**Task**. Needed from the data below: every line from the one with "pub const MESH_FACE_COUNT: &str" up to and including the one with "set belongs to.", repeated exactly and with nothing else.

**Material for this exercise**.
━━━━━━━━━━

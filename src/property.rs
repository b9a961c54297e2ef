//! Generic typed property sets.
//!
//! Every host object (host, effect, parameter, input, mesh, attribute) carries
//! a [`PropertySet`] as its extensible metadata container. A property holds up
//! to [`MAX_SLOTS`] values, each an integer, double, string or opaque pointer.
//! The set's [`PropertyContext`] decides which property names are legal.

use std::any::Any;
use std::sync::Arc;

use parking_lot::RwLock;

use crate::error::{Error, Result};

/// Maximum number of value slots per property.
pub const MAX_SLOTS: usize = 4;

/// A property set shared between several owners.
pub type SharedPropertySet = Arc<RwLock<PropertySet>>;

/// Standard property names.
pub mod keys {
    /// Machine name of the object.
    pub const NAME: &str = "OfxPropName";
    /// User-visible label.
    pub const LABEL: &str = "OfxPropLabel";
    /// Version of the object, as integers.
    pub const VERSION: &str = "OfxPropVersion";
    /// API version, as integers.
    pub const API_VERSION: &str = "OfxPropAPIVersion";
    /// Free-form plugin description.
    pub const PLUGIN_DESCRIPTION: &str = "OfxPropPluginDescription";

    /// Host hook run before a plugin reads an input mesh.
    pub const HOST_BEFORE_MESH_GET_CB: &str = "OfxHostPropBeforeMeshGetCb";
    /// Host hook run when a plugin releases a mesh.
    pub const HOST_BEFORE_MESH_RELEASE_CB: &str = "OfxHostPropBeforeMeshReleaseCb";

    /// Parameter type keyword.
    pub const PARAM_TYPE: &str = "OfxParamPropType";
    /// Parameter default value.
    pub const PARAM_DEFAULT: &str = "OfxParamPropDefault";
    /// Parameter minimum.
    pub const PARAM_MIN: &str = "OfxParamPropMin";
    /// Parameter maximum.
    pub const PARAM_MAX: &str = "OfxParamPropMax";
    /// Parameter tooltip.
    pub const PARAM_HINT: &str = "OfxParamPropHint";
    /// Parameter name for scripting.
    pub const PARAM_SCRIPT_NAME: &str = "OfxParamPropScriptName";
    /// Options of a choice parameter.
    pub const PARAM_CHOICE_OPTION: &str = "OfxParamPropChoiceOption";
    /// Name of the enclosing group parameter.
    pub const PARAM_PARENT: &str = "OfxParamPropParent";

    /// Number of points in a mesh.
    pub const MESH_POINT_COUNT: &str = "OfxMeshPropPointCount";
    /// Number of face corners in a mesh.
    pub const MESH_VERTEX_COUNT: &str = "OfxMeshPropVertexCount";
    /// Number of faces in a mesh.
    pub const MESH_FACE_COUNT: &str = "OfxMeshPropFaceCount";
    /// Host-private data attached to a mesh by the embedding application.
    pub const MESH_INTERNAL_DATA: &str = "OfxMeshPropInternalData";

    /// Attribute component type.
    pub const ATTRIB_TYPE: &str = "OfxMeshAttribPropType";
    /// Attribute component count.
    pub const ATTRIB_COMPONENT_COUNT: &str = "OfxMeshAttribPropComponentCount";
    /// Whether the host owns the attribute buffer.
    pub const ATTRIB_IS_OWNER: &str = "OfxMeshAttribPropIsOwner";
    /// Semantic hint (e.g. "color", "uv").
    pub const ATTRIB_SEMANTIC: &str = "OfxMeshAttribPropSemantic";
}

/// Kind of object a property set belongs to.
#[derive(Debug, Clone, Copy, PartialEq, Eq, Hash)]
pub enum PropertyContext {
    /// Host-level properties.
    Host,
    /// Effect descriptor or instance properties.
    MeshEffect,
    /// Parameter metadata.
    Param,
    /// Mesh input metadata.
    Input,
    /// Mesh counts and internal data.
    Mesh,
    /// Mesh attribute metadata.
    Attrib,
    /// Action in/out arguments; any name is legal.
    Action,
}

impl PropertyContext {
    /// Property names legal in this context, or `None` if any name is.
    pub fn legal_keys(&self) -> Option<&'static [&'static str]> {
        use keys::*;

        match self {
            Self::Host => Some(&[
                NAME,
                LABEL,
                VERSION,
                API_VERSION,
                HOST_BEFORE_MESH_GET_CB,
                HOST_BEFORE_MESH_RELEASE_CB,
            ]),
            Self::MeshEffect => Some(&[NAME, LABEL, VERSION, PLUGIN_DESCRIPTION]),
            Self::Param => Some(&[
                NAME,
                LABEL,
                PARAM_TYPE,
                PARAM_DEFAULT,
                PARAM_MIN,
                PARAM_MAX,
                PARAM_HINT,
                PARAM_SCRIPT_NAME,
                PARAM_CHOICE_OPTION,
                PARAM_PARENT,
            ]),
            Self::Input => Some(&[NAME, LABEL]),
            Self::Mesh => Some(&[
                MESH_POINT_COUNT,
                MESH_VERTEX_COUNT,
                MESH_FACE_COUNT,
                MESH_INTERNAL_DATA,
            ]),
            Self::Attrib => Some(&[
                ATTRIB_TYPE,
                ATTRIB_COMPONENT_COUNT,
                ATTRIB_IS_OWNER,
                ATTRIB_SEMANTIC,
            ]),
            Self::Action => None,
        }
    }

    /// Check if a property name is legal in this context.
    pub fn allows(&self, key: &str) -> bool {
        self.legal_keys()
            .map_or(true, |legal| legal.iter().any(|k| *k == key))
    }
}

impl std::fmt::Display for PropertyContext {
    fn fmt(&self, f: &mut std::fmt::Formatter<'_>) -> std::fmt::Result {
        let name = match self {
            Self::Host => "host",
            Self::MeshEffect => "mesh effect",
            Self::Param => "param",
            Self::Input => "input",
            Self::Mesh => "mesh",
            Self::Attrib => "attrib",
            Self::Action => "action",
        };
        write!(f, "{}", name)
    }
}

/// Nullable, type-erased pointer stored in a property slot.
///
/// Copying an `Opaque` shares the pointee.
#[derive(Clone, Default)]
pub struct Opaque(Option<Arc<dyn Any + Send + Sync>>);

impl Opaque {
    /// The null pointer.
    pub fn null() -> Self {
        Self(None)
    }

    /// Wrap a value.
    pub fn new<T: Any + Send + Sync>(value: T) -> Self {
        Self(Some(Arc::new(value)))
    }

    /// Wrap an already shared value.
    pub fn from_arc<T: Any + Send + Sync>(value: Arc<T>) -> Self {
        Self(Some(value as Arc<dyn Any + Send + Sync>))
    }

    /// Check for null.
    pub fn is_null(&self) -> bool {
        self.0.is_none()
    }

    /// Borrow the pointee as `T`, if it is one.
    pub fn downcast_ref<T: Any + Send + Sync>(&self) -> Option<&T> {
        self.0.as_deref().and_then(|value| value.downcast_ref::<T>())
    }

    /// Get a shared handle to the pointee as `T`, if it is one.
    pub fn downcast<T: Any + Send + Sync>(&self) -> Option<Arc<T>> {
        self.0.clone().and_then(|value| value.downcast::<T>().ok())
    }

    /// Check whether two pointers share the same pointee (two nulls are equal).
    pub fn ptr_eq(&self, other: &Opaque) -> bool {
        match (&self.0, &other.0) {
            (Some(a), Some(b)) => Arc::ptr_eq(a, b),
            (None, None) => true,
            _ => false,
        }
    }
}

impl PartialEq for Opaque {
    fn eq(&self, other: &Self) -> bool {
        self.ptr_eq(other)
    }
}

impl std::fmt::Debug for Opaque {
    fn fmt(&self, f: &mut std::fmt::Formatter<'_>) -> std::fmt::Result {
        match &self.0 {
            Some(value) => write!(f, "Opaque({:p})", Arc::as_ptr(value)),
            None => f.write_str("Opaque(null)"),
        }
    }
}

/// A single property slot value.
#[derive(Debug, Clone, PartialEq)]
pub enum PropertyValue {
    /// Integer value.
    Int(i32),
    /// Double value.
    Double(f64),
    /// Owned string value.
    String(String),
    /// Opaque pointer value.
    Pointer(Opaque),
}

impl PropertyValue {
    /// Name of the value kind, for error messages.
    pub fn kind(&self) -> &'static str {
        match self {
            Self::Int(_) => "int",
            Self::Double(_) => "double",
            Self::String(_) => "string",
            Self::Pointer(_) => "pointer",
        }
    }
}

impl From<i32> for PropertyValue {
    fn from(value: i32) -> Self {
        Self::Int(value)
    }
}

impl From<f64> for PropertyValue {
    fn from(value: f64) -> Self {
        Self::Double(value)
    }
}

impl From<&str> for PropertyValue {
    fn from(value: &str) -> Self {
        Self::String(value.to_string())
    }
}

impl From<String> for PropertyValue {
    fn from(value: String) -> Self {
        Self::String(value)
    }
}

impl From<Opaque> for PropertyValue {
    fn from(value: Opaque) -> Self {
        Self::Pointer(value)
    }
}

#[derive(Debug, Clone, PartialEq)]
struct Property {
    name: String,
    slots: [Option<PropertyValue>; MAX_SLOTS],
}

impl Property {
    fn new(name: &str) -> Self {
        Self {
            name: name.to_string(),
            slots: Default::default(),
        }
    }

    fn dimension(&self) -> usize {
        self.slots
            .iter()
            .rposition(Option::is_some)
            .map_or(0, |last| last + 1)
    }
}

/// Extensible bag of named, multi-slot properties.
///
/// `Clone` is a deep copy: strings are duplicated, opaque pointers are shared.
#[derive(Debug, Clone, PartialEq)]
pub struct PropertySet {
    context: PropertyContext,
    properties: Vec<Property>,
}

impl PropertySet {
    /// Create an empty property set for a context.
    pub fn new(context: PropertyContext) -> Self {
        Self {
            context,
            properties: Vec::new(),
        }
    }

    /// Wrap into a shared property set.
    pub fn into_shared(self) -> SharedPropertySet {
        Arc::new(RwLock::new(self))
    }

    /// Get the set's context.
    pub fn context(&self) -> PropertyContext {
        self.context
    }

    /// Number of properties set.
    pub fn len(&self) -> usize {
        self.properties.len()
    }

    /// Check if no property has been set.
    pub fn is_empty(&self) -> bool {
        self.properties.is_empty()
    }

    /// Property names, in insertion order.
    pub fn keys(&self) -> impl Iterator<Item = &str> {
        self.properties.iter().map(|p| p.name.as_str())
    }

    /// Check if a property has been set.
    pub fn contains(&self, key: &str) -> bool {
        self.find(key).is_some()
    }

    /// Remove every property.
    pub fn clear(&mut self) {
        self.properties.clear();
    }

    /// Set one slot of a property, creating the property on first use.
    pub fn set(&mut self, key: &str, index: usize, value: impl Into<PropertyValue>) -> Result<()> {
        self.check_key(key)?;
        if index >= MAX_SLOTS {
            return Err(Error::bad_index(key, index));
        }

        let property = match self.properties.iter().position(|p| p.name == key) {
            Some(i) => &mut self.properties[i],
            None => {
                self.properties.push(Property::new(key));
                let last = self.properties.len() - 1;
                &mut self.properties[last]
            }
        };
        property.slots[index] = Some(value.into());
        Ok(())
    }

    /// Get one slot of a property.
    pub fn get(&self, key: &str, index: usize) -> Result<&PropertyValue> {
        self.check_key(key)?;
        if index >= MAX_SLOTS {
            return Err(Error::bad_index(key, index));
        }

        let property = self.find(key).ok_or_else(|| Error::UnknownProperty {
            key: key.to_string(),
            context: self.context,
        })?;
        property.slots[index]
            .as_ref()
            .ok_or_else(|| Error::bad_index(key, index))
    }

    /// Set an integer slot.
    pub fn set_int(&mut self, key: &str, index: usize, value: i32) -> Result<()> {
        self.set(key, index, value)
    }

    /// Set a double slot.
    pub fn set_double(&mut self, key: &str, index: usize, value: f64) -> Result<()> {
        self.set(key, index, value)
    }

    /// Set a string slot.
    pub fn set_string(&mut self, key: &str, index: usize, value: &str) -> Result<()> {
        self.set(key, index, value)
    }

    /// Set a pointer slot.
    pub fn set_pointer(&mut self, key: &str, index: usize, value: Opaque) -> Result<()> {
        self.set(key, index, value)
    }

    /// Get an integer slot.
    pub fn get_int(&self, key: &str, index: usize) -> Result<i32> {
        match self.get(key, index)? {
            PropertyValue::Int(value) => Ok(*value),
            other => Err(Error::value_kind(key, "int", other.kind())),
        }
    }

    /// Get a double slot.
    pub fn get_double(&self, key: &str, index: usize) -> Result<f64> {
        match self.get(key, index)? {
            PropertyValue::Double(value) => Ok(*value),
            other => Err(Error::value_kind(key, "double", other.kind())),
        }
    }

    /// Get a string slot.
    pub fn get_string(&self, key: &str, index: usize) -> Result<&str> {
        match self.get(key, index)? {
            PropertyValue::String(value) => Ok(value),
            other => Err(Error::value_kind(key, "string", other.kind())),
        }
    }

    /// Get a pointer slot.
    pub fn get_pointer(&self, key: &str, index: usize) -> Result<Opaque> {
        match self.get(key, index)? {
            PropertyValue::Pointer(value) => Ok(value.clone()),
            other => Err(Error::value_kind(key, "pointer", other.kind())),
        }
    }

    /// Set the leading slots of an integer property.
    pub fn set_int_n(&mut self, key: &str, values: &[i32]) -> Result<()> {
        if values.len() > MAX_SLOTS {
            return Err(Error::bad_index(key, values.len() - 1));
        }
        for (i, value) in values.iter().enumerate() {
            self.set_int(key, i, *value)?;
        }
        Ok(())
    }

    /// Set the leading slots of a double property.
    pub fn set_double_n(&mut self, key: &str, values: &[f64]) -> Result<()> {
        if values.len() > MAX_SLOTS {
            return Err(Error::bad_index(key, values.len() - 1));
        }
        for (i, value) in values.iter().enumerate() {
            self.set_double(key, i, *value)?;
        }
        Ok(())
    }

    /// Get the first `count` slots of an integer property.
    pub fn get_int_n(&self, key: &str, count: usize) -> Result<Vec<i32>> {
        (0..count).map(|i| self.get_int(key, i)).collect()
    }

    /// Get the first `count` slots of a double property.
    pub fn get_double_n(&self, key: &str, count: usize) -> Result<Vec<f64>> {
        (0..count).map(|i| self.get_double(key, i)).collect()
    }

    /// Number of addressable slots of a property (highest filled index + 1).
    pub fn dimension(&self, key: &str) -> Result<usize> {
        self.check_key(key)?;
        self.find(key)
            .map(Property::dimension)
            .ok_or_else(|| Error::UnknownProperty {
                key: key.to_string(),
                context: self.context,
            })
    }

    /// Clear every slot of a property, keeping the property itself.
    pub fn reset(&mut self, key: &str) -> Result<()> {
        self.check_key(key)?;
        let context = self.context;
        let property = self
            .properties
            .iter_mut()
            .find(|p| p.name == key)
            .ok_or_else(|| Error::UnknownProperty {
                key: key.to_string(),
                context,
            })?;
        property.slots = Default::default();
        Ok(())
    }

    fn find(&self, key: &str) -> Option<&Property> {
        self.properties.iter().find(|p| p.name == key)
    }

    fn check_key(&self, key: &str) -> Result<()> {
        if self.context.allows(key) {
            Ok(())
        } else {
            Err(Error::UnknownProperty {
                key: key.to_string(),
                context: self.context,
            })
        }
    }
}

━━━━━━━━━━

**Result**.
    pub const MESH_FACE_COUNT: &str = "OfxMeshPropFaceCount";
    /// Host-private data attached to a mesh by the embedding application.
    pub const MESH_INTERNAL_DATA: &str = "OfxMeshPropInternalData";

    /// Attribute component type.
    pub const ATTRIB_TYPE: &str = "OfxMeshAttribPropType";
    /// Attribute component count.
    pub const ATTRIB_COMPONENT_COUNT: &str = "OfxMeshAttribPropComponentCount";
    /// Whether the host owns the attribute buffer.
    pub const ATTRIB_IS_OWNER: &str = "OfxMeshAttribPropIsOwner";
    /// Semantic hint (e.g. "color", "uv").
    pub const ATTRIB_SEMANTIC: &str = "OfxMeshAttribPropSemantic";
}

/// Kind of object a property set belongs to.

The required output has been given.